Last night there was a Relief Society activity at our President's parents' condo in Midway. I used the occasion as an excuse to make something delicious. I decided on the cheesecake-swirled brownies from Smitten Kitchen, that she adapted from Gourmet. I didn't really change the recipe much except that I used a little more chocolate than she says to use because a)I love chocolate, b)you can never have too much of it, and c)the bar was 4 oz and I figured hey-what's-another-ounce.
Anyway, they were a big hit at the party (so big, in fact, they were used as ammunition in a pseudo-food fight) and were very moist and rich and just so incredibly yummy. And for some reason everyone was really impressed that I'd made them from scratch.
Cheescake Marble Brownies
from Smitten Kitchen
Makes 16 2-inch square, thick brownies (or a lot more if people keep cutting them into tinier pieces because they just know it's going to go straight to their thighs)

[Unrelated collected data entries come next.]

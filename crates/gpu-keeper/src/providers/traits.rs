//! Compute provider trait and common types.

use async_trait::async_trait;
use chrono::{DateTime, Utc};
use serde::{Deserialize, Serialize};
use thiserror::Error;

use crate::classify::{Classify, ErrorKind};

/// Operation error codes the provider uses when a zone cannot satisfy the
/// requested machine shape.
pub const RESOURCE_EXHAUSTED_CODES: &[&str] = &[
    "ZONE_RESOURCE_POOL_EXHAUSTED",
    "ZONE_RESOURCE_POOL_EXHAUSTED_WITH_DETAILS",
];

/// Errors that can occur during compute provider operations.
#[derive(Error, Debug)]
pub enum ProviderError {
    /// HTTP request failed.
    #[error("HTTP error: {0}")]
    Http(#[from] reqwest::Error),

    /// API returned an error response.
    #[error("API error: {status} - {message}")]
    Api { status: u16, message: String },

    /// Resource not found.
    #[error("Resource not found: {0}")]
    NotFound(String),

    /// Authentication error.
    #[error("Authentication error: {0}")]
    Auth(String),

    /// Invalid configuration.
    #[error("Invalid configuration: {0}")]
    Config(String),

    /// Serialization error.
    #[error("Serialization error: {0}")]
    Serialization(#[from] serde_json::Error),

    /// The zone has no capacity left for the requested shape.
    #[error("Zone resources exhausted: {0}")]
    ResourceExhausted(String),

    /// A long-running operation finished with an error.
    #[error("Operation {operation} failed: {code} - {message}")]
    OperationFailed {
        operation: String,
        code: String,
        message: String,
    },

    /// Operation did not reach a terminal state within the poll bound.
    #[error("Operation {0} did not finish after {1} polls")]
    Timeout(String, u32),
}

impl ProviderError {
    /// Whether the provider itself rejected the request, as opposed to a
    /// transport, auth or decoding failure on our side.
    ///
    /// Zone failover moves on to the next zone for rejections and aborts
    /// for everything else.
    #[must_use]
    pub fn is_rejection(&self) -> bool {
        matches!(
            self,
            Self::Api { .. } | Self::NotFound(_) | Self::ResourceExhausted(_)
        )
    }

    /// Whether this is the provider's "no such resource" answer.
    #[must_use]
    pub fn is_not_found(&self) -> bool {
        matches!(self, Self::NotFound(_))
    }
}

impl Classify for ProviderError {
    fn kind(&self) -> ErrorKind {
        match self {
            Self::Http(err) => err.kind(),
            Self::Api { status, .. } if *status == 429 || *status >= 500 => ErrorKind::Transient,
            Self::Timeout(..) => ErrorKind::Transient,
            Self::NotFound(_) => ErrorKind::NotFound,
            Self::ResourceExhausted(_) => ErrorKind::ResourceExhausted,
            Self::Api { .. }
            | Self::Auth(_)
            | Self::Config(_)
            | Self::Serialization(_)
            | Self::OperationFailed { .. } => ErrorKind::Fatal,
        }
    }
}

// ============================================================================
// Instance types
// ============================================================================

/// Instance (VM) status.
#[derive(Debug, Clone, Copy, PartialEq, Eq, Serialize, Deserialize)]
#[serde(rename_all = "snake_case")]
pub enum InstanceStatus {
    /// Instance is being provisioned or staged.
    Pending,
    /// Instance is running.
    Running,
    /// Instance is stopping or suspending.
    Stopping,
    /// Instance is stopped or suspended.
    Stopped,
    /// Instance is terminated (the provider's "powered off").
    Terminated,
    /// Unknown status.
    #[serde(other)]
    Unknown,
}

impl std::fmt::Display for InstanceStatus {
    fn fmt(&self, f: &mut std::fmt::Formatter<'_>) -> std::fmt::Result {
        match self {
            Self::Pending => write!(f, "pending"),
            Self::Running => write!(f, "running"),
            Self::Stopping => write!(f, "stopping"),
            Self::Stopped => write!(f, "stopped"),
            Self::Terminated => write!(f, "terminated"),
            Self::Unknown => write!(f, "unknown"),
        }
    }
}

/// A virtual machine instance.
#[derive(Debug, Clone, Serialize, Deserialize)]
pub struct Instance {
    /// Numeric instance identifier.
    pub id: String,
    /// Instance name.
    pub name: String,
    /// Zone name (short form, e.g. `europe-west4-a`).
    pub zone: String,
    /// Current status.
    pub status: InstanceStatus,
    /// Machine type name.
    pub machine_type: String,
    /// External (NAT) IPv4 address of the primary interface.
    pub external_ip: Option<String>,
    /// Internal IPv4 address of the primary interface.
    pub internal_ip: Option<String>,
    /// Total number of attached accelerators.
    pub accelerator_count: u32,
    /// Name of the boot disk.
    pub boot_disk: Option<String>,
    /// When the instance was created.
    pub created_at: Option<DateTime<Utc>>,
}

impl Instance {
    /// Whether the instance is running.
    #[must_use]
    pub fn is_running(&self) -> bool {
        self.status == InstanceStatus::Running
    }
}

/// Service account attached to a new instance.
#[derive(Debug, Clone, PartialEq, Eq, Serialize, Deserialize)]
pub struct ServiceAccount {
    /// Account email.
    pub email: String,
    /// OAuth scopes.
    pub scopes: Vec<String>,
}

/// Accelerator attachment for a new instance.
#[derive(Debug, Clone, PartialEq, Eq, Serialize, Deserialize)]
pub struct AcceleratorSpec {
    /// Accelerator type name (e.g. `nvidia-l4`).
    pub accelerator_type: String,
    /// Number of accelerators.
    pub count: u32,
}

/// Request to create a new instance booting from an existing disk.
#[derive(Debug, Clone, Serialize, Deserialize)]
pub struct InstanceSpec {
    /// Instance name.
    pub name: String,
    /// Machine type name.
    pub machine_type: String,
    /// Name of the existing disk to boot from (auto-deleted with the instance).
    pub boot_disk: String,
    /// Accelerators to attach.
    pub accelerator: Option<AcceleratorSpec>,
    /// Network name.
    pub network: Option<String>,
    /// Subnetwork name.
    pub subnetwork: Option<String>,
    /// Network tags.
    pub tags: Vec<String>,
    /// Service account.
    pub service_account: Option<ServiceAccount>,
    /// Startup script metadata.
    pub startup_script: Option<String>,
}

// ============================================================================
// Disk and snapshot types
// ============================================================================

/// A block storage disk.
#[derive(Debug, Clone, Serialize, Deserialize)]
pub struct Disk {
    /// Disk name.
    pub name: String,
    /// Zone name.
    pub zone: String,
    /// Provider status (e.g. `READY`).
    pub status: String,
    /// Snapshot the disk was created from.
    pub source_snapshot: Option<String>,
}

/// Request to create a disk from a snapshot.
#[derive(Debug, Clone, Serialize, Deserialize)]
pub struct DiskSpec {
    /// Disk name.
    pub name: String,
    /// Snapshot name.
    pub source_snapshot: String,
    /// Disk type name (e.g. `pd-ssd`).
    pub disk_type: String,
}

/// A disk snapshot.
#[derive(Debug, Clone, Serialize, Deserialize)]
pub struct Snapshot {
    /// Snapshot name.
    pub name: String,
    /// Provider status (e.g. `READY`).
    pub status: String,
    /// Disk the snapshot was taken from.
    pub source_disk: Option<String>,
}

// ============================================================================
// Operation types
// ============================================================================

/// Where an operation lives, which decides the endpoint used to poll it.
#[derive(Debug, Clone, PartialEq, Eq, Serialize, Deserialize)]
#[serde(rename_all = "snake_case")]
pub enum OperationScope {
    /// Zonal operation.
    Zone(String),
    /// Regional operation.
    Region(String),
    /// Global operation.
    Global,
}

/// Operation status.
#[derive(Debug, Clone, Copy, PartialEq, Eq, Serialize, Deserialize)]
#[serde(rename_all = "snake_case")]
pub enum OperationStatus {
    /// Queued.
    Pending,
    /// In progress.
    Running,
    /// Terminal.
    Done,
}

/// One error reported by an operation.
#[derive(Debug, Clone, PartialEq, Eq, Serialize, Deserialize)]
pub struct OperationErrorDetail {
    /// Error code.
    pub code: String,
    /// Error message.
    pub message: String,
}

/// A long-running provider operation.
#[derive(Debug, Clone, Serialize, Deserialize)]
pub struct Operation {
    /// Operation name.
    pub name: String,
    /// Scope.
    pub scope: OperationScope,
    /// Status.
    pub status: OperationStatus,
    /// Errors, empty on success.
    pub errors: Vec<OperationErrorDetail>,
}

impl Operation {
    /// Whether the operation reached its terminal state.
    #[must_use]
    pub fn is_done(&self) -> bool {
        self.status == OperationStatus::Done
    }

    /// Whether any reported error is a zone capacity error.
    #[must_use]
    pub fn is_resource_exhausted(&self) -> bool {
        self.errors
            .iter()
            .any(|e| RESOURCE_EXHAUSTED_CODES.contains(&e.code.as_str()))
    }
}

/// Trait for compute providers.
///
/// Mutating calls return the provider operation without waiting for it;
/// see [`crate::operators::OperationWaiter`].
#[async_trait]
pub trait ComputeProvider: Send + Sync {
    // ========================================================================
    // Instance operations
    // ========================================================================

    /// Get an instance by name or numeric ID.
    async fn get_instance(&self, zone: &str, instance: &str) -> Result<Instance, ProviderError>;

    /// Start an instance. Safe to re-issue.
    async fn start_instance(&self, zone: &str, instance: &str)
        -> Result<Operation, ProviderError>;

    /// Stop an instance. Safe to re-issue.
    async fn stop_instance(&self, zone: &str, instance: &str) -> Result<Operation, ProviderError>;

    /// Create an instance.
    async fn insert_instance(
        &self,
        zone: &str,
        spec: &InstanceSpec,
    ) -> Result<Operation, ProviderError>;

    // ========================================================================
    // Disk and snapshot operations
    // ========================================================================

    /// Get a disk by name.
    async fn get_disk(&self, zone: &str, disk: &str) -> Result<Disk, ProviderError>;

    /// Create a disk.
    async fn insert_disk(&self, zone: &str, spec: &DiskSpec) -> Result<Operation, ProviderError>;

    /// Delete a disk.
    async fn delete_disk(&self, zone: &str, disk: &str) -> Result<Operation, ProviderError>;

    /// Get a snapshot by name.
    async fn get_snapshot(&self, snapshot: &str) -> Result<Snapshot, ProviderError>;

    /// Snapshot a disk.
    async fn create_snapshot(
        &self,
        zone: &str,
        disk: &str,
        snapshot: &str,
    ) -> Result<Operation, ProviderError>;

    // ========================================================================
    // Discovery
    // ========================================================================

    /// List every zone name in the project.
    async fn list_zones(&self) -> Result<Vec<String>, ProviderError>;

    /// List accelerator type names offered in a zone.
    async fn list_accelerator_types(&self, zone: &str) -> Result<Vec<String>, ProviderError>;

    /// List machine type names offered in a zone.
    async fn list_machine_types(&self, zone: &str) -> Result<Vec<String>, ProviderError>;

    // ========================================================================
    // Operations
    // ========================================================================

    /// Fetch the current state of an operation.
    async fn get_operation(
        &self,
        scope: &OperationScope,
        name: &str,
    ) -> Result<Operation, ProviderError>;
}
//! Failover disks.

use std::sync::Arc;
use std::time::Duration;

use tracing::{info, warn};

use super::OperationWaiter;
use crate::providers::traits::{ComputeProvider, DiskSpec, ProviderError};

/// Creates, looks up and deletes disks restored from the golden snapshot.
#[derive(Clone)]
pub struct DiskOperator {
    provider: Arc<dyn ComputeProvider>,
    waiter: OperationWaiter,
    disk_type: String,
    delete_settle: Duration,
}

impl DiskOperator {
    /// Create an operator.
    ///
    /// `delete_settle` is waited before deleting a disk, giving a failed
    /// instance insert time to release it.
    #[must_use]
    pub fn new(
        provider: Arc<dyn ComputeProvider>,
        waiter: OperationWaiter,
        disk_type: impl Into<String>,
        delete_settle: Duration,
    ) -> Self {
        Self {
            provider,
            waiter,
            disk_type: disk_type.into(),
            delete_settle,
        }
    }

    /// Whether a disk exists.
    ///
    /// # Errors
    /// Returns any provider error other than not-found.
    pub async fn exists(&self, zone: &str, disk: &str) -> Result<bool, ProviderError> {
        match self.provider.get_disk(zone, disk).await {
            Ok(_) => {
                info!(zone = %zone, disk = %disk, "Disk already exists");
                Ok(true)
            }
            Err(ProviderError::NotFound(_)) => {
                info!(zone = %zone, disk = %disk, "Disk does not exist, will create it");
                Ok(false)
            }
            Err(e) => {
                warn!(zone = %zone, disk = %disk, error = %e, "Error checking disk existence");
                Err(e)
            }
        }
    }

    /// Create a disk from a snapshot and wait for it.
    ///
    /// # Errors
    /// Returns provider or operation errors.
    pub async fn create_from_snapshot(
        &self,
        zone: &str,
        disk: &str,
        snapshot: &str,
    ) -> Result<(), ProviderError> {
        info!(zone = %zone, disk = %disk, snapshot = %snapshot, "Creating disk from snapshot");
        let spec = DiskSpec {
            name: disk.to_string(),
            source_snapshot: snapshot.to_string(),
            disk_type: self.disk_type.clone(),
        };
        let operation = self.provider.insert_disk(zone, &spec).await?;
        self.waiter.wait(operation).await
    }

    /// Make sure a disk exists, creating it from `snapshot` if needed.
    ///
    /// # Errors
    /// Returns provider or operation errors.
    pub async fn prepare(&self, zone: &str, disk: &str, snapshot: &str) -> Result<(), ProviderError> {
        if self.exists(zone, disk).await? {
            info!(zone = %zone, disk = %disk, "Using existing disk");
            return Ok(());
        }
        self.create_from_snapshot(zone, disk, snapshot).await
    }

    /// Delete a disk. Best-effort: failures are logged, never returned,
    /// so cleanup cannot mask the failure that triggered it.
    pub async fn delete(&self, zone: &str, disk: &str) {
        info!(zone = %zone, disk = %disk, "Deleting disk");
        tokio::time::sleep(self.delete_settle).await;

        let result = match self.provider.delete_disk(zone, disk).await {
            Ok(operation) => self.waiter.wait(operation).await,
            Err(ProviderError::NotFound(_)) => Ok(()),
            Err(e) => Err(e),
        };

        if let Err(e) = result {
            warn!(zone = %zone, disk = %disk, error = %e, "Disk deletion failed");
        }
    }
}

1 stick (1/2 cup or 4 ounces) unsalted butter, cut into pieces
3 (no, 4!) ounces unsweetened chocolate, chopped
1 cup sugar
2 large eggs
1/2 teaspoon pure vanilla extract
2/3 cup all-purpose flour
8 ounces cream cheese, well softened (I left mine out for a while, but I didn't realize it still wasn't soft enough until after I'd added the egg, so rather than risk cooking the egg by microwaving it, I just turned the heat back on on the pot of water I was using for the double boiler and warmed it up more gently that way)
1/3 cup sugar
1 large egg yolk
1/4 teaspoon pure vanilla extract
1/2 cup semisweet chocolate chips (both Smitten and myself put the chips on top, but I only did it because I forgot I wanted to put them in the cream cheese batter. She did it because she thought it would mess up the swirling. You may do as you please.)
Make brownie batter:
Put oven rack in middle position and preheat oven to 350°F. Grease an 8-inch square baking pan. Heat butter and chocolate in a 3-quart heavy saucepan — though I did mine double-boiler style, placing the mixing bowl I was using over simmering water, thereby creating one less dirty dish and melting the chocolate more gently (What I did was just mix my batter in the saucepan and not even worry about a bowl) — over moderately low heat, whisking (or forking if you have no whisk) occasionally, just until melted. Remove from heat and whisk in sugar, eggs, vanilla, and a pinch of salt until well combined. Whisk in flour until just combined and spread in baking pan.
Make cheesecake batter:
Whisk (although I found a spoon actually worked better to get all the lumps out) together cheesecake batter ingredients in a small bowl until smooth. Dollop over brownie batter, then swirl in with a butter knife. (Here I had some problems, possibly because my cream cheese hadn't been all that soft. The cheesecake batter wanted to swirl in clumps. I ended up pulling some of the brownie batter over the cheesecake batter in order to get rid of some of the humongous white blobs, and this allowed the cheesecake to infiltrate below the top layer, which is totally fine, but perhaps does not look as pretty.)
Sprinkle chocolate chips over cheesecake/brownie batter swirl. (If you didn't already put them in the batter.)
Bake until edges are slightly puffed and center is just set, about 35 minutes. Serve warm or at room temperature. (Warning: it took almost 2 hours to completely cool at room temperature, so if you're on a tight schedule, I'd suggest putting them in the fridge or freezer-- but be aware that something incredibly hot in the freezer will definitely start to defrost some things, so maybe wait until it's partly cooled first.)
P.S. I'm really sorry I didn't take any pictures; I'd completely forgotten until I was walking to my car. Smitten has some on her website if you're the type who needs to see what the end product looks like.